At college I completed A levels in Geology, Chemistry and Dance. I was fortunate to attend a college that offered Geology as an A level subject, as it is not commonly taught at this level. Therefore, it is not a prerequisite A level to have when applying for Geology at university. I found that the mix of geology and chemistry complemented each other, as chemistry helped improve my geological understanding of the chemical characteristics of rocks and other geological processes. Dance allowed me to have a creative release and keep me physically fit.
Which degree programme(s) did you study at Manchester, and at what level?
Whilst at the University of Manchester I undertook the 3- year BSc Geology course.

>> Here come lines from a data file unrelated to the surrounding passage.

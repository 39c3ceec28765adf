// SPDX-License-Identifier: MPL-2.0
//! The seam between platform input and pinch recognition.

use super::{DragPinch, PinchEvent, TouchPinch};
use iced::{mouse, Event, Rectangle};

/// A recognizer that turns platform input into raw pinch events.
///
/// Implementations are fed every event the surface receives, together with
/// the surface bounds (in window coordinates) and the cursor. They report a
/// [`PinchEvent`] in surface-local coordinates when the event advances a
/// pinch, and never reach into the state of whoever consumes it.
pub trait GestureSource {
    /// Feeds one input event to the recognizer.
    fn translate(
        &mut self,
        event: &Event,
        bounds: Rectangle,
        cursor: mouse::Cursor,
    ) -> Option<PinchEvent>;

    /// Whether a pinch is currently in progress.
    fn is_pinching(&self) -> bool;

    /// Forgets any in-progress recognition without reporting it.
    fn reset(&mut self);
}

/// Widget state of the zoom surface: one recognizer per input kind.
///
/// Touch takes priority; the mouse drag only runs while no touch pinch is
/// active, so the two can never report interleaved gestures.
#[derive(Debug, Default)]
pub struct PinchSurfaceState {
    touch: TouchPinch,
    drag: DragPinch,
}

impl PinchSurfaceState {
    /// Updates the drag sensitivity without interrupting a drag.
    pub fn set_drag_sensitivity(&mut self, sensitivity_px: f32) {
        self.drag.set_sensitivity(sensitivity_px);
    }
}

impl GestureSource for PinchSurfaceState {
    fn translate(
        &mut self,
        event: &Event,
        bounds: Rectangle,
        cursor: mouse::Cursor,
    ) -> Option<PinchEvent> {
        match event {
            Event::Touch(_) => {
                let pinch = self.touch.translate(event, bounds, cursor);
                // A touch pinch supersedes a mouse drag that was still open.
                if self.touch.is_pinching() && self.drag.is_pinching() {
                    self.drag.reset();
                }
                pinch
            }
            Event::Mouse(_) if !self.touch.is_pinching() => {
                self.drag.translate(event, bounds, cursor)
            }
            _ => None,
        }
    }

    fn is_pinching(&self) -> bool {
        self.touch.is_pinching() || self.drag.is_pinching()
    }

    fn reset(&mut self) {
        self.touch.reset();
        self.drag.reset();
    }
}
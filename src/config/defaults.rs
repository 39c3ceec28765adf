// SPDX-License-Identifier: MPL-2.0
//! Centralized default values for all configuration constants.
//!
//! This module serves as the single source of truth for default values
//! used across the application. Constants are organized by category.
//!
//! # Categories
//!
//! - **Reset animation**: Duration of the return-to-rest transition
//! - **Drag pinch**: Sensitivity of the mouse-driven synthetic pinch
//! - **Pinch factor**: Bounds on the scale factor a recognizer may report

// ==========================================================================
// Reset Animation Defaults
// ==========================================================================

/// Default duration of the eased return to rest after a pinch ends.
pub const DEFAULT_RESET_DURATION_MS: u64 = 350;

/// Minimum reset duration (0 snaps back instantly).
pub const MIN_RESET_DURATION_MS: u64 = 0;

/// Maximum reset duration.
pub const MAX_RESET_DURATION_MS: u64 = 2000;

// ==========================================================================
// Drag Pinch Defaults
// ==========================================================================

/// Vertical drag distance (pixels) that multiplies the scale by e.
pub const DEFAULT_DRAG_SENSITIVITY_PX: f32 = 200.0;

/// Minimum drag sensitivity in pixels.
pub const MIN_DRAG_SENSITIVITY_PX: f32 = 20.0;

/// Maximum drag sensitivity in pixels.
pub const MAX_DRAG_SENSITIVITY_PX: f32 = 2000.0;

// ==========================================================================
// Pinch Factor Bounds
// ==========================================================================

/// Smallest scale factor a synthetic pinch reports (10% of the start size).
pub const MIN_PINCH_FACTOR: f32 = 0.1;

/// Largest scale factor a synthetic pinch reports (1000% of the start size).
pub const MAX_PINCH_FACTOR: f32 = 10.0;

// Compile-time validation
const _: () = {
    assert!(DEFAULT_RESET_DURATION_MS <= MAX_RESET_DURATION_MS);
    assert!(MIN_DRAG_SENSITIVITY_PX > 0.0);
    assert!(MIN_DRAG_SENSITIVITY_PX <= DEFAULT_DRAG_SENSITIVITY_PX);
    assert!(DEFAULT_DRAG_SENSITIVITY_PX <= MAX_DRAG_SENSITIVITY_PX);
    assert!(MIN_PINCH_FACTOR > 0.0);
    assert!(MIN_PINCH_FACTOR < 1.0);
    assert!(MAX_PINCH_FACTOR > 1.0);
};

After taking a year out from studying, I went on to complete the MSc in Mining Geology at the Camborne School of Mines, which is part of the University of Exeter.
How was your time at the University of Manchester?

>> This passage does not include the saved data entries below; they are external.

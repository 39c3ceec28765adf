// SPDX-License-Identifier: MPL-2.0
//! Time-driven subscriptions for the application.
//!
//! Input reaches the zoom surface through its canvas program, so the app only
//! subscribes to clocks: animation frames while the view settles and a slow
//! tick while a notification is on screen.

use super::Message;
use crate::ui::zoom_view;
use iced::{time, window, Subscription};
use std::time::Duration;

const NOTIFICATION_TICK: Duration = Duration::from_millis(250);

/// Delivers one message per rendered frame while the reset animation runs.
pub fn create_animation_subscription(is_animating: bool) -> Subscription<Message> {
    if is_animating {
        window::frames().map(|at| Message::ZoomView(zoom_view::Message::AnimationFrame(at)))
    } else {
        Subscription::none()
    }
}

/// Creates a periodic tick subscription for notification auto-dismiss.
pub fn create_tick_subscription(has_notification: bool) -> Subscription<Message> {
    if has_notification {
        time::every(NOTIFICATION_TICK).map(Message::Tick)
    } else {
        Subscription::none()
    }
}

I thoroughly enjoyed my time at the University of Manchester both during my studies and society involvements. I was heavily involved in the Department’s society GEMS (Geology and Environment for Manchester Students). In my third year I was Chair of the society and organised several social events throughout the year, including the GEMS Ball. Also, I created the first GEMS netball team, which was set up for females within the department. I feel very lucky to have lived in such a vibrant city as Manchester, which boasts such a variety of cultures, infamous music venues and a rich history.

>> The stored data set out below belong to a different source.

// SPDX-License-Identifier: MPL-2.0
//! Zoomable view component encapsulating transform state and update logic.

use super::surface::PinchSurface;
use crate::config::{BackgroundTheme, GestureConfig};
use crate::error::Error;
use crate::gesture::{GestureInterpreter, PinchEvent, TransformSignal};
use crate::i18n::fluent::I18n;
use crate::media::ImageData;
use crate::ui::design_tokens::{radius, spacing, typography};
use crate::ui::state::{ResetAnimation, ViewTransformState};
use crate::ui::theming::OverlayColors;
use iced::widget::{canvas, column, container, text, Stack};
use iced::{Border, Element, Length, Theme};
use std::time::{Duration, Instant};

/// Messages handled by the zoomable view.
#[derive(Debug, Clone)]
pub enum Message {
    /// Raw pinch event published by the surface.
    Pinch(PinchEvent),
    /// Animation frame while the view settles back to rest.
    AnimationFrame(Instant),
    ImageLoaded(Result<ImageData, Error>),
}

/// Side effects the application should perform after handling a message.
#[derive(Debug, Clone, PartialEq)]
pub enum Effect {
    None,
    /// Show an error notification with the given i18n key.
    ShowError { key: &'static str },
}

/// Where the view is in the gesture lifecycle.
#[derive(Debug, Clone, Copy, PartialEq, Eq)]
pub enum Phase {
    Idle,
    /// A gesture is live and the anchor is locked.
    Active,
    /// The reset animation is running.
    Settling,
}

/// Environment information required to render the view.
pub struct ViewEnv<'a> {
    pub i18n: &'a I18n,
    pub background_theme: BackgroundTheme,
    /// Effective dark mode, resolved once at startup.
    pub dark_mode: bool,
}

/// Complete zoomable view state.
#[derive(Debug)]
pub struct State {
    transform: ViewTransformState,
    interpreter: GestureInterpreter,
    reset: Option<ResetAnimation>,
    reset_duration: Duration,
    drag_sensitivity: f32,
    image: Option<ImageData>,
}

impl Default for State {
    fn default() -> Self {
        Self::new(&GestureConfig::default())
    }
}

impl State {
    pub fn new(gesture: &GestureConfig) -> Self {
        Self {
            transform: ViewTransformState::default(),
            interpreter: GestureInterpreter::new(),
            reset: None,
            reset_duration: gesture.reset_duration(),
            drag_sensitivity: gesture.drag_sensitivity(),
            image: None,
        }
    }

    pub fn transform(&self) -> &ViewTransformState {
        &self.transform
    }

    pub fn image(&self) -> Option<&ImageData> {
        self.image.as_ref()
    }

    pub fn set_image(&mut self, image: ImageData) {
        self.image = Some(image);
    }

    pub fn reset_duration(&self) -> Duration {
        self.reset_duration
    }

    pub fn phase(&self) -> Phase {
        if self.reset.is_some() {
            Phase::Settling
        } else if self.transform.is_anchor_locked {
            Phase::Active
        } else {
            Phase::Idle
        }
    }

    /// Whether animation frames are needed.
    pub fn is_animating(&self) -> bool {
        self.reset.is_some()
    }

    pub fn update(&mut self, message: Message) -> Effect {
        match message {
            Message::Pinch(event) => {
                if let Some(signal) = self.interpreter.on_pinch(&event) {
                    self.handle_signal(signal, event.state.is_live());
                }
                Effect::None
            }
            Message::AnimationFrame(now) => {
                self.tick(now);
                Effect::None
            }
            Message::ImageLoaded(Ok(image)) => {
                self.set_image(image);
                Effect::None
            }
            Message::ImageLoaded(Err(err)) => {
                log::error!("failed to load image: {err}");
                Effect::ShowError {
                    key: err.i18n_key(),
                }
            }
        }
    }

    /// Applies an interpreter signal at the current instant.
    pub fn handle_signal(&mut self, signal: TransformSignal, is_gesture_active: bool) {
        self.handle_signal_at(signal, is_gesture_active, Instant::now());
    }

    /// Applies an interpreter signal.
    ///
    /// A live signal is tracked 1:1 and preempts any running reset. A
    /// non-live signal starts the eased return to rest from wherever the
    /// transform currently is, unless a reset is already running.
    pub fn handle_signal_at(
        &mut self,
        signal: TransformSignal,
        is_gesture_active: bool,
        now: Instant,
    ) {
        if is_gesture_active {
            if self.reset.take().is_some() {
                log::debug!("reset animation preempted by new gesture");
            }
            self.transform.apply_live(signal);
            return;
        }

        if self.reset.is_some() {
            return;
        }

        if self.transform.is_at_rest() {
            self.reset = None;
            return;
        }

        log::debug!(
            "gesture ended at scale {:.3}, settling over {:?}",
            self.transform.scale,
            self.reset_duration
        );
        self.transform.is_anchor_locked = false;
        let animation = ResetAnimation::new(
            self.transform.scale,
            self.transform.anchor_point,
            now,
            self.reset_duration,
        );
        self.reset = Some(animation);
        self.tick(now);
    }

    /// Advances the reset animation to `now`.
    pub fn tick(&mut self, now: Instant) {
        let Some(animation) = self.reset else {
            return;
        };
        if animation.is_finished(now) {
            self.transform.settle();
            self.reset = None;
            log::debug!("view settled");
        } else {
            let (scale, anchor) = animation.sample(now);
            self.transform.apply_frame(scale, anchor);
        }
    }

    pub fn view<'a>(&'a self, env: ViewEnv<'a>) -> Element<'a, Message> {
        let surface = canvas(PinchSurface {
            image: self.image.as_ref(),
            transform: self.transform,
            background: env.background_theme,
            drag_sensitivity: self.drag_sensitivity,
        })
        .width(Length::Fill)
        .height(Length::Fill);

        let surface = container(surface)
            .width(Length::Fill)
            .height(Length::Fill)
            .clip(true);

        Stack::new()
            .push(surface)
            .push(self.info_overlay(&env))
            .into()
    }

    fn info_overlay<'a>(&self, env: &ViewEnv<'a>) -> Element<'a, Message> {
        let colors = OverlayColors::new(env.dark_mode);
        let percent = format!("{:.0}", self.transform.effective_scale() * 100.0);
        let readout = env
            .i18n
            .tr_with_args("zoom-readout", &[("percent", percent.as_str())]);
        let mut lines = column![text(readout).size(typography::BODY)].spacing(spacing::XXS);

        if let Some(anchor) = self.interpreter.locked_anchor() {
            let x = format!("{:.2}", anchor.x());
            let y = format!("{:.2}", anchor.y());
            lines = lines.push(
                text(env.i18n.tr_with_args("zoom-anchor", &[("x", x.as_str()), ("y", y.as_str())]))
                    .size(typography::CAPTION),
            );
        } else {
            lines = lines
                .push(text(env.i18n.tr("zoom-hint")).size(typography::CAPTION))
                .push(text(env.i18n.tr("zoom-hint-mouse")).size(typography::CAPTION));
        }

        let panel = container(lines)
            .padding(spacing::XS)
            .style(move |_theme: &Theme| container::Style {
                background: Some(colors.background.into()),
                text_color: Some(colors.text),
                border: Border {
                    radius: radius::SM.into(),
                    ..Border::default()
                },
                ..container::Style::default()
            });

        container(panel)
            .padding(spacing::MD)
            .width(Length::Fill)
            .align_bottom(Length::Fill)
            .into()
    }
}

#[cfg(test)]
mod tests {
    use super::*;
    use crate::gesture::{GestureState, NormalizedPoint, SurfaceSize};
    use crate::test_utils::assert_abs_diff_eq;
    use iced::Point;

    const SURFACE: SurfaceSize = SurfaceSize {
        width: 100.0,
        height: 200.0,
    };

    fn pinch(state: GestureState, factor: f32, x: f32, y: f32) -> Message {
        Message::Pinch(PinchEvent::new(state, factor, Point::new(x, y), SURFACE))
    }

    fn live(scale_delta: f32, x: f32, y: f32) -> TransformSignal {
        TransformSignal {
            scale_delta,
            anchor: Some(NormalizedPoint::new(x, y)),
        }
    }

    #[test]
    fn new_view_is_idle_at_rest() {
        let state = State::default();
        assert_eq!(state.phase(), Phase::Idle);
        assert!(state.transform().is_at_rest());
        assert!(!state.is_animating());
    }

    #[test]
    fn live_signal_is_applied_immediately() {
        let mut state = State::default();
        state.handle_signal(live(0.5, 0.2, 0.3), true);

        assert_eq!(state.phase(), Phase::Active);
        assert_abs_diff_eq!(state.transform().scale, 0.5);
        assert_eq!(state.transform().anchor_point, NormalizedPoint::new(0.2, 0.3));
        assert!(!state.is_animating());
    }

    #[test]
    fn ended_signal_settles_to_exact_rest_after_duration() {
        let mut state = State::default();
        let start = Instant::now();
        state.handle_signal_at(live(0.6, 1.0, 1.0), true, start);
        state.handle_signal_at(TransformSignal::RESET, false, start);

        assert_eq!(state.phase(), Phase::Settling);
        assert!(!state.transform().is_anchor_locked);
        assert_abs_diff_eq!(state.transform().scale, 0.6);

        let midway = start + state.reset_duration() / 2;
        state.update(Message::AnimationFrame(midway));
        let scale = state.transform().scale;
        assert!(scale > 0.0 && scale < 0.6, "mid-animation scale {scale}");

        state.update(Message::AnimationFrame(start + state.reset_duration()));
        assert_eq!(state.phase(), Phase::Idle);
        assert_eq!(state.transform().scale, 0.0);
        assert_eq!(state.transform().anchor_point, NormalizedPoint::NEUTRAL);
        assert!(state.transform().is_at_rest());
    }

    #[test]
    fn reset_scale_decreases_monotonically() {
        let mut state = State::default();
        let start = Instant::now();
        state.handle_signal_at(live(0.8, 0.0, 0.0), true, start);
        state.handle_signal_at(TransformSignal::RESET, false, start);

        let mut previous = state.transform().scale;
        for step in 1..=10 {
            state.tick(start + state.reset_duration() * step / 10);
            let scale = state.transform().scale;
            assert!(scale <= previous, "scale rose at step {step}");
            previous = scale;
        }
        assert_eq!(previous, 0.0);
    }

    #[test]
    fn began_mid_reset_preempts_animation() {
        let mut state = State::default();
        let start = Instant::now();
        state.handle_signal_at(live(0.6, 1.0, 1.0), true, start);
        state.handle_signal_at(TransformSignal::RESET, false, start);
        state.tick(start + Duration::from_millis(100));
        assert!(state.is_animating());

        state.handle_signal_at(live(0.2, 0.1, 0.1), true, start + Duration::from_millis(120));
        assert!(!state.is_animating());
        assert_eq!(state.phase(), Phase::Active);
        assert_abs_diff_eq!(state.transform().scale, 0.2);
        assert_eq!(state.transform().anchor_point, NormalizedPoint::new(0.1, 0.1));

        // Stale frames after the preemption change nothing.
        state.tick(start + Duration::from_secs(5));
        assert_abs_diff_eq!(state.transform().scale, 0.2);
    }

    #[test]
    fn zero_duration_snaps_back_immediately() {
        let mut state = State::new(&GestureConfig {
            reset_duration_ms: Some(0),
            drag_sensitivity_px: None,
        });
        state.handle_signal(live(0.4, 0.5, 0.5), true);
        state.handle_signal(TransformSignal::RESET, false);

        assert!(!state.is_animating());
        assert!(state.transform().is_at_rest());
    }

    #[test]
    fn ending_at_rest_does_not_animate() {
        let mut state = State::default();
        state.handle_signal(TransformSignal::RESET, false);
        assert!(!state.is_animating());
        assert_eq!(state.phase(), Phase::Idle);
    }

    #[test]
    fn pinch_messages_drive_the_full_lifecycle() {
        let mut state = State::default();
        assert_eq!(state.update(pinch(GestureState::Began, 1.0, 0.0, 0.0)), Effect::None);
        state.update(pinch(GestureState::Changed, 1.5, 50.0, 100.0));

        assert_abs_diff_eq!(state.transform().scale, 0.5);
        assert_eq!(state.transform().anchor_point, NormalizedPoint::new(0.0, 0.0));

        let cancelled_at = Instant::now();
        state.update(pinch(GestureState::Cancelled, 1.5, 50.0, 100.0));
        assert_eq!(state.phase(), Phase::Settling);

        state.update(Message::AnimationFrame(
            cancelled_at + state.reset_duration() + Duration::from_millis(50),
        ));
        assert_eq!(state.phase(), Phase::Idle);
        assert!(state.transform().is_at_rest());
        assert_eq!(state.transform().anchor_point, NormalizedPoint::NEUTRAL);
    }

    #[test]
    fn repeated_end_does_not_restart_reset() {
        let mut state = State::default();
        let start = Instant::now();
        state.handle_signal_at(live(0.6, 1.0, 1.0), true, start);
        state.handle_signal_at(TransformSignal::RESET, false, start);
        state.tick(start + Duration::from_millis(200));
        let settling_scale = state.transform().scale;

        state.handle_signal_at(TransformSignal::RESET, false, start + Duration::from_millis(200));
        assert_abs_diff_eq!(state.transform().scale, settling_scale);

        // The reset still finishes on the original schedule.
        state.tick(start + state.reset_duration());
        assert_eq!(state.phase(), Phase::Idle);
        assert!(state.transform().is_at_rest());
    }

    #[test]
    fn degenerate_surface_leaves_state_untouched() {
        let mut state = State::default();
        state.update(pinch(GestureState::Began, 1.0, 10.0, 10.0));
        state.update(pinch(GestureState::Changed, 1.2, 10.0, 10.0));
        let before = *state.transform();

        let degenerate = PinchEvent::new(
            GestureState::Changed,
            2.0,
            Point::new(0.0, 0.0),
            SurfaceSize::new(0.0, 200.0),
        );
        state.update(Message::Pinch(degenerate));
        let ended_on_nothing = PinchEvent::new(
            GestureState::Ended,
            2.0,
            Point::new(0.0, 0.0),
            SurfaceSize::new(100.0, 0.0),
        );
        state.update(Message::Pinch(ended_on_nothing));

        assert_eq!(*state.transform(), before);
        assert_eq!(state.phase(), Phase::Active);
    }

    #[test]
    fn failed_image_load_reports_error_key() {
        let mut state = State::default();
        let effect = state.update(Message::ImageLoaded(Err(Error::Svg("bad".into()))));
        assert_eq!(
            effect,
            Effect::ShowError {
                key: "error-load-image-svg"
            }
        );
        assert!(state.image().is_none());
    }

    #[test]
    fn loaded_image_is_kept() {
        let mut state = State::default();
        let image = ImageData::from_rgba(2, 1, vec![0; 8]);
        state.update(Message::ImageLoaded(Ok(image)));
        assert_eq!(state.image().map(|image| image.width), Some(2));
    }
}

What is your current job title?
My current job title is ‘Exploration Geologist’, working for De Grey Mining. They are a junior exploration company, who have recently discovered a significant gold deposit within the Pilbara region of Western Australia.
How did your studies prepare you for your current role as an Exploration Geologist? Is this a career you had intended to pursue for a long time, or is it something you discovered whilst studying?
My time at university has prepared me in several ways for my current job. Firstly, the amount of fieldwork included in the course has been invaluable to becoming an exploration geologist. I was exposed to a wide range of geological settings, in varying climates, over the 3 years of study. My most important field trip was a six week independent mapping project covering 18km2, in a remote region of the Pyrenees, Spain. Here, I mapped Upper Cretaceous thrust sheets which had disrupted a sedimentary sequence. This field trip really improved my skills on how to successively describe rock types, create cross-sections and undertake structural mapping, all of which I still use today to carry out my job. Secondly, from both my academic and society involvements, I learnt how to communicate with a range of people from different backgrounds. This has been an essential skill for the mining industry, as I constantly engage with new people.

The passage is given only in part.